I’m trying to figure out if the server just sends it’s queue of updates from clients on individually per tick — the queue of updates since the last tick— just as it would in a client relayed setup without server side code, or if it sends one message out with the game’s entire current state in it to update everyone?
Nakama’s authoritative matches do not broadcast any state automatically. It’s up to your match handler code to use the
dispatcher.broadcast_message(...) function to send state to one or more client. This gives you total control over when to send state updates, what data they should contain, and whether to send them to all players currently in the match or only a subset.
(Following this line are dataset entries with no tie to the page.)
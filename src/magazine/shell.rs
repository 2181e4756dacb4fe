//! Shells and the magazine they are drawn from.

use serde::{Deserialize, Serialize};
use smallvec::SmallVec;

/// A single shell.
#[derive(Clone, Copy, Debug, PartialEq, Eq, Hash, Serialize, Deserialize)]
#[serde(rename_all = "lowercase")]
pub enum Shell {
    Live,
    Blank,
}

impl Shell {
    #[must_use]
    pub const fn is_live(self) -> bool {
        matches!(self, Shell::Live)
    }
}

/// Ordered shells, drawn front first.
///
/// Stored back-to-front so a draw is a `pop` on the inline buffer; the
/// default ranges never exceed eight shells, which stay inline.
#[derive(Clone, Debug, Default, PartialEq, Eq, Serialize, Deserialize)]
pub struct Magazine {
    reversed: SmallVec<[Shell; 8]>,
}

impl Magazine {
    /// Create an empty magazine.
    pub fn new() -> Self {
        Self::default()
    }

    /// Create a magazine from shells in firing order.
    pub fn from_shells(shells: impl IntoIterator<Item = Shell>) -> Self {
        let mut reversed: SmallVec<[Shell; 8]> = shells.into_iter().collect();
        reversed.reverse();
        Self { reversed }
    }

    /// Remove and return the front shell.
    pub fn draw(&mut self) -> Option<Shell> {
        self.reversed.pop()
    }

    /// Look at the front shell without drawing it.
    #[must_use]
    pub fn peek(&self) -> Option<Shell> {
        self.reversed.last().copied()
    }

    /// Shells remaining.
    #[must_use]
    pub fn len(&self) -> usize {
        self.reversed.len()
    }

    #[must_use]
    pub fn is_empty(&self) -> bool {
        self.reversed.is_empty()
    }

    /// Remaining live shells.
    #[must_use]
    pub fn live_count(&self) -> usize {
        self.reversed.iter().filter(|s| s.is_live()).count()
    }

    /// Remaining blank shells.
    #[must_use]
    pub fn blank_count(&self) -> usize {
        self.len() - self.live_count()
    }

    /// Iterate in firing order.
    pub fn iter(&self) -> impl Iterator<Item = Shell> + '_ {
        self.reversed.iter().rev().copied()
    }
}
We generally recommend sending at most one message to each player per tick. This might be the same message to all players or a different one to each one, but nonetheless we recommend one update per player and for the message to be as small as you can make it.
Hope this helps!
Thank you so much for the help! I think I’ll try to send the entire state of a match to all players as one message every tick then, under one op_code Ideally I think I should only send changes to the state to keep message small, maybe along with a checksum for clients to see if their state still matches the server’s.
However, if you could please explain, why is it better to send one big message out over the internet, rather than multiple smaller ones? Don’t the smaller ones travel faster?
Also, if you send small messages out emmediatly as you recieve player inputs —as in relayed multiplayer— wouldn’t that be faster than bundling them all together into one big message that waits to be sent on the next tick? Or does client relayed multiplayer also internally work with a tick rate anyways, bringing this back to my previous paragraph’s question?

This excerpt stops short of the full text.